[Saved entries]

>>>

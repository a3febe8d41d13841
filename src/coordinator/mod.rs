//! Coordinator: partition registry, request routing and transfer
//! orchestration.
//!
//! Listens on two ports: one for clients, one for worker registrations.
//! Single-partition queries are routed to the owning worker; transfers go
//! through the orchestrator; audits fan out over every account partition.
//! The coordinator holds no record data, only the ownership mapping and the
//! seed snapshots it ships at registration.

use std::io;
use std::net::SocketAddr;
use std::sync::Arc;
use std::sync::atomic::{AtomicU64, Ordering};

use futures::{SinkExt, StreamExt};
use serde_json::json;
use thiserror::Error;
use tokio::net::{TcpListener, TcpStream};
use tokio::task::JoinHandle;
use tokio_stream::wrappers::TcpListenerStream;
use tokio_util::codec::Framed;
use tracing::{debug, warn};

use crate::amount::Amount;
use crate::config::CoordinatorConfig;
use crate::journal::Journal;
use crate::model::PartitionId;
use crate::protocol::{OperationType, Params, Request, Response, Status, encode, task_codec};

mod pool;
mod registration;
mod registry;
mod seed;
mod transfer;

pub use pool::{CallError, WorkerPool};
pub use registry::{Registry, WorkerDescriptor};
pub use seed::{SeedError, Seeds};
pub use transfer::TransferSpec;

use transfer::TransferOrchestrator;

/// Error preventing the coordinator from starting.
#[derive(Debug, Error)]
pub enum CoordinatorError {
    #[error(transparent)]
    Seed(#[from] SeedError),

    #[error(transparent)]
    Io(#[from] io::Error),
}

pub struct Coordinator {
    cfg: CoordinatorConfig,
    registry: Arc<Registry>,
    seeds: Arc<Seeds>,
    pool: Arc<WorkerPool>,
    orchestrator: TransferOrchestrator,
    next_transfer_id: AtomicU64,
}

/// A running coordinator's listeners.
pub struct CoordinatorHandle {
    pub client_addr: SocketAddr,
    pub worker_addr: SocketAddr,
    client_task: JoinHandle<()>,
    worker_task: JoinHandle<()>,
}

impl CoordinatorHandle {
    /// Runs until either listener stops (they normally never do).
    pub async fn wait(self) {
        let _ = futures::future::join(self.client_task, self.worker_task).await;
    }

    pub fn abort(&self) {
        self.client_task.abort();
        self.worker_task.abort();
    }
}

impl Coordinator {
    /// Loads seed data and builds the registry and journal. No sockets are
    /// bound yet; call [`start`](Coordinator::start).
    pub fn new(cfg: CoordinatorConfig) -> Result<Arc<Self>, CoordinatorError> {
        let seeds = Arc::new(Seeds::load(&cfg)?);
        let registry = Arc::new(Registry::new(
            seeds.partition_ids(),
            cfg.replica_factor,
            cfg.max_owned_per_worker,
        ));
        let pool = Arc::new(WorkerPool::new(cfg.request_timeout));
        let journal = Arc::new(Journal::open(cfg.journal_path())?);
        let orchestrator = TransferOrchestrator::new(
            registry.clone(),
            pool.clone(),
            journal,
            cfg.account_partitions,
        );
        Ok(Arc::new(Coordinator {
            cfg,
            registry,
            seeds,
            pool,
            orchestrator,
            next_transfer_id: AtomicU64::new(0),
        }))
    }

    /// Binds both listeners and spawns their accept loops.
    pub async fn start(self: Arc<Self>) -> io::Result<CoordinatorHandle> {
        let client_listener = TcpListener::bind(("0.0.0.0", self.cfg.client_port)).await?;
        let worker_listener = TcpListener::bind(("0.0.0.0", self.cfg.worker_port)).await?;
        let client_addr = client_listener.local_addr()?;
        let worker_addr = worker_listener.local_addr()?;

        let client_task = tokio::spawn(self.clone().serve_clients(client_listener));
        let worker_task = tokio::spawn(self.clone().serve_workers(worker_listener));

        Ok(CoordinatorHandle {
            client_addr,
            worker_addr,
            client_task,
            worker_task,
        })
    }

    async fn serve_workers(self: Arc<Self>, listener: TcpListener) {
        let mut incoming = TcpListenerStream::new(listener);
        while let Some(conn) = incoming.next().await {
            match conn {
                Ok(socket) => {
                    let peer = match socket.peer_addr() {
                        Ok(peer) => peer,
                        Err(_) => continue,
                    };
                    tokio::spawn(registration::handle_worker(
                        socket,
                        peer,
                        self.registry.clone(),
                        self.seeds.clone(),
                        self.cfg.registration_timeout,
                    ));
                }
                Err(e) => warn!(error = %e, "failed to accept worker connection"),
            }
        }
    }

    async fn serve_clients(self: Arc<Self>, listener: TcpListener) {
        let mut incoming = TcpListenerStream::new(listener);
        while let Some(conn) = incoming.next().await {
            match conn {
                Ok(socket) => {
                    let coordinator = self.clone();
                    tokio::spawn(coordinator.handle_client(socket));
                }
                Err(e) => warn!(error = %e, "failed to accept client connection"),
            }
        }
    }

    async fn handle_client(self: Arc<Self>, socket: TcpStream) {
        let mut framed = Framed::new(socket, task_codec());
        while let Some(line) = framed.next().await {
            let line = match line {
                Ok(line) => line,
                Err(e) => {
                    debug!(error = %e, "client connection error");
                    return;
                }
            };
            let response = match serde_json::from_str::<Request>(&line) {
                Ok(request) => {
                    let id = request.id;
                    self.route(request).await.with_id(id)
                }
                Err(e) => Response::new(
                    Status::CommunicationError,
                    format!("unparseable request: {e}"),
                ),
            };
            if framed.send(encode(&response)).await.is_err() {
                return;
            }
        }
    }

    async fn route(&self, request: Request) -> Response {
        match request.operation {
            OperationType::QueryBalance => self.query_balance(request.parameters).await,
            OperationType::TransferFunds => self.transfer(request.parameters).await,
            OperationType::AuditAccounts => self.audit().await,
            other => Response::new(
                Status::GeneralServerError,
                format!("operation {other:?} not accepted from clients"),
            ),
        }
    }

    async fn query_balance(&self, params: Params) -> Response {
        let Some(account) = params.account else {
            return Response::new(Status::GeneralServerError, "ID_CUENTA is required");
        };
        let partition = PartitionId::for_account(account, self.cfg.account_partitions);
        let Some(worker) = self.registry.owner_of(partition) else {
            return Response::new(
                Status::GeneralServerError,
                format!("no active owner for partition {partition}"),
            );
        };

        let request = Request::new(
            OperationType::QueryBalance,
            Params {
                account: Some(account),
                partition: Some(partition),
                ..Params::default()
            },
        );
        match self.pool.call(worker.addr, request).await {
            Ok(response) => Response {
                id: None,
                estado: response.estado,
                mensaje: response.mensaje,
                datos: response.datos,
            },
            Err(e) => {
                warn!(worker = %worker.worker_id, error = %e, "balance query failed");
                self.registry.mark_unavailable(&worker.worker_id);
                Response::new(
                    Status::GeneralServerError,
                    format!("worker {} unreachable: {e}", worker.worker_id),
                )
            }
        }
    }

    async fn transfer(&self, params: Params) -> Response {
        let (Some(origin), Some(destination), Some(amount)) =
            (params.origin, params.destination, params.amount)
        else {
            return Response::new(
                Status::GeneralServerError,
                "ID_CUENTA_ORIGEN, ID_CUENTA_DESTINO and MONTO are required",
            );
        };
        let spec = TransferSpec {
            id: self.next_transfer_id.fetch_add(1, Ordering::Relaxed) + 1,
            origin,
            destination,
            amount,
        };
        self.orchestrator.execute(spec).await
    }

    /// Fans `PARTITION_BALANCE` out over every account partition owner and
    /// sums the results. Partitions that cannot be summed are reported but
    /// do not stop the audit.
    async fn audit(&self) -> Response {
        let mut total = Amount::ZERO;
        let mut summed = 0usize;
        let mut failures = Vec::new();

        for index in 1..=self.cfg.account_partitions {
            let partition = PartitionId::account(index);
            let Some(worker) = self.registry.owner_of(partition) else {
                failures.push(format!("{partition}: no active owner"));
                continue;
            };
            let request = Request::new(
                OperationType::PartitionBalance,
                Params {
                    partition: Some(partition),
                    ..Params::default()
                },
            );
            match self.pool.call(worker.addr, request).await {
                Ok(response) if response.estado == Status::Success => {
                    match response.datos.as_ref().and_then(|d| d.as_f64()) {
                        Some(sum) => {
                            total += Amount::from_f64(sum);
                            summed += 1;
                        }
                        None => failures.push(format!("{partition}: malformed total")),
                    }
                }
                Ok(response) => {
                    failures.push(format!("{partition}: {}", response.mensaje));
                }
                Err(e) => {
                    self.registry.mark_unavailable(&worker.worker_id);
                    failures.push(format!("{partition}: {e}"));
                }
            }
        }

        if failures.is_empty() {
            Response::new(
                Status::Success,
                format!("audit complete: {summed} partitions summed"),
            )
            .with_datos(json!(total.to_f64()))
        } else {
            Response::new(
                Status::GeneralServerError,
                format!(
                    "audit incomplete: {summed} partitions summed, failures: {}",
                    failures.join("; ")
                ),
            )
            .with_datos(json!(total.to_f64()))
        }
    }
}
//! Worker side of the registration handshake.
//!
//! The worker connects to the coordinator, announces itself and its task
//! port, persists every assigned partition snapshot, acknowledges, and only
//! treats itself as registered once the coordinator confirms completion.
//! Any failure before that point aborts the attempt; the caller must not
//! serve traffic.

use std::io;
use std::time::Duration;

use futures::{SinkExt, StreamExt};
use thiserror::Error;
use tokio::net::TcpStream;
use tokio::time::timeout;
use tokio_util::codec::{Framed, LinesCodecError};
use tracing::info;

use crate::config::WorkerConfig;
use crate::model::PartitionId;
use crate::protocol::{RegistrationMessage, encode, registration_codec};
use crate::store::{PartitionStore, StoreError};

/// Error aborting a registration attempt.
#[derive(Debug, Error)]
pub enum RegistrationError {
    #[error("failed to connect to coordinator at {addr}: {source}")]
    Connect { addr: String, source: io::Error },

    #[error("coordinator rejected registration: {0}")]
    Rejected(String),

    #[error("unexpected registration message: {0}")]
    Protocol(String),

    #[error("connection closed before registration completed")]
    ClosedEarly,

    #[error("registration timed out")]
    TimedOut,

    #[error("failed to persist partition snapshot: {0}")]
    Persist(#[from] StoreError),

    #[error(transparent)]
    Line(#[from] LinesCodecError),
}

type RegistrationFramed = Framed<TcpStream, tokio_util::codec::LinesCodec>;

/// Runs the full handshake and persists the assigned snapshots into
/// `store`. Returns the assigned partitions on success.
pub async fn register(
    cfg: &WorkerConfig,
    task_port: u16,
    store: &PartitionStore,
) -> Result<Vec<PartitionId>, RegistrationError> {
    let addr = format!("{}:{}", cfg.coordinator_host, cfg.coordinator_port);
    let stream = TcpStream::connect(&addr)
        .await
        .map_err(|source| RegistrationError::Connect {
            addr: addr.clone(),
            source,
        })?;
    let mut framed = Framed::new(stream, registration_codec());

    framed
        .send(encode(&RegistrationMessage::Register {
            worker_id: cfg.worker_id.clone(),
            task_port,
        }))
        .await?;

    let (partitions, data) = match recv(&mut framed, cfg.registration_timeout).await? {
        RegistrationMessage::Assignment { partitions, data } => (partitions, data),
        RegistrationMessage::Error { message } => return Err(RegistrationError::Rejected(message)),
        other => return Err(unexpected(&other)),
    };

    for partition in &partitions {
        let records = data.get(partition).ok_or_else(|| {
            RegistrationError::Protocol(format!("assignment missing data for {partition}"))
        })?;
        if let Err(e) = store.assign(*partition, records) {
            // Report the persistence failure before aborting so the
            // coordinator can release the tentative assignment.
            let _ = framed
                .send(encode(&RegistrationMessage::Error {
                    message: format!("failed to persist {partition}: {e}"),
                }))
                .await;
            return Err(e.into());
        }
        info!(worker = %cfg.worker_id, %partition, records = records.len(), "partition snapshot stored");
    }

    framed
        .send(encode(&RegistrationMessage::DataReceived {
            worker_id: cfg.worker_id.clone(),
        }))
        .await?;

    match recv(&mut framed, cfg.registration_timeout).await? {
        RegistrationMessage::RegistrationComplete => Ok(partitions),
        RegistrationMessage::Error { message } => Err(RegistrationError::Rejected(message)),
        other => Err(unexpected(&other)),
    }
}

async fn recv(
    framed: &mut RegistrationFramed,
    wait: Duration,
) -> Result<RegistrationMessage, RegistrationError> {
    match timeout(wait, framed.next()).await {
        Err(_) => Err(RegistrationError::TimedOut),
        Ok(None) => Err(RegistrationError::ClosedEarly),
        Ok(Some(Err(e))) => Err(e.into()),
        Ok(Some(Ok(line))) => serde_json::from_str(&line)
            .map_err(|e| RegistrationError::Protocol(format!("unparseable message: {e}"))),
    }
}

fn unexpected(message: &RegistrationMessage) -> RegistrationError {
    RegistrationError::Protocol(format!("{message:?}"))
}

<<<
>>>

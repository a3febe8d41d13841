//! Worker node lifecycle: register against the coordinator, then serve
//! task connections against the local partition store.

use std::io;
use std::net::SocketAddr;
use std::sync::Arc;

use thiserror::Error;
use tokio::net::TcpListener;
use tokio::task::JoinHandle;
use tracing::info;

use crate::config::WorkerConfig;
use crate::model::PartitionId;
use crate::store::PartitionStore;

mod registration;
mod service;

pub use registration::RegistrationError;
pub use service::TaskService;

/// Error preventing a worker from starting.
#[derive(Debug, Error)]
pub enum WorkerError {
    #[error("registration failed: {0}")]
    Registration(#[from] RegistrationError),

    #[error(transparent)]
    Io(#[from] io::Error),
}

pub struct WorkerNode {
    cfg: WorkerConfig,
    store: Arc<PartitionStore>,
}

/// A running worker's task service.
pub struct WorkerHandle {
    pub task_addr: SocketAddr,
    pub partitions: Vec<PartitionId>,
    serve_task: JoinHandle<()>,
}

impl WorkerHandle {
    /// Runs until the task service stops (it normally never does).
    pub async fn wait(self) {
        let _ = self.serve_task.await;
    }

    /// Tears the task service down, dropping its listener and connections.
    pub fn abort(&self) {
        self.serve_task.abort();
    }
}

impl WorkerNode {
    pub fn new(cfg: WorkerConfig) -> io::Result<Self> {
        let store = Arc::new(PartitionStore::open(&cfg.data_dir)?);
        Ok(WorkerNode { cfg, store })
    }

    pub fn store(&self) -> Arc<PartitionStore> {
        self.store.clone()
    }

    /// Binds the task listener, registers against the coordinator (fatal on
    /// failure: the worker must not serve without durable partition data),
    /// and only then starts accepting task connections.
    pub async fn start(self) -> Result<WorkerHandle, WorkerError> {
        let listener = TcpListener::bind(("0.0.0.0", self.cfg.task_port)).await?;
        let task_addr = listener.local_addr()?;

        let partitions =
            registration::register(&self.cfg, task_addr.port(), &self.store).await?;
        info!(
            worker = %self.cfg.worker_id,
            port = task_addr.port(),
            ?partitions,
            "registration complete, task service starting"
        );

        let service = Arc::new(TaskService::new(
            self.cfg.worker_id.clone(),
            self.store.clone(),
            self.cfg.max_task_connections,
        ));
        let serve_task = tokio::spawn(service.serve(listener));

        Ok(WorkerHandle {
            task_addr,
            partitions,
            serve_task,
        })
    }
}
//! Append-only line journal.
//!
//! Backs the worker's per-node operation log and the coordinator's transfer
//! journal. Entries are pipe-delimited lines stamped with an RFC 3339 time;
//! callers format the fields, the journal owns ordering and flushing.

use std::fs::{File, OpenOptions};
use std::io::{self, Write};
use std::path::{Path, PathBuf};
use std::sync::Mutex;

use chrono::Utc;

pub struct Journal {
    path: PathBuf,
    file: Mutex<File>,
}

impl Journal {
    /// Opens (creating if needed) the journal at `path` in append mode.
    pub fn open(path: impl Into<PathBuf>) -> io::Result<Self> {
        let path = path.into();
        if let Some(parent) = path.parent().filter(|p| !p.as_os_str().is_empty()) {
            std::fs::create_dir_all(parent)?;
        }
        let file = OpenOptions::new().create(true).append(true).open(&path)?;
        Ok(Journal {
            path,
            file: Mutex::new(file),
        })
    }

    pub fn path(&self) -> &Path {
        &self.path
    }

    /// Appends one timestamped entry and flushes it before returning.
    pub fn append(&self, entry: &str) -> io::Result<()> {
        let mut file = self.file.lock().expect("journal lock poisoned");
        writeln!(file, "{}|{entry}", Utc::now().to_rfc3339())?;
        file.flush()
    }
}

<<<

• _Problem to solve_
Wherever the word "against" appears in the entries above, copy that whole line.

• _Reply_
//! Worker node lifecycle: register against the coordinator, then serve
//! task connections against the local partition store.
    /// Binds the task listener, registers against the coordinator (fatal on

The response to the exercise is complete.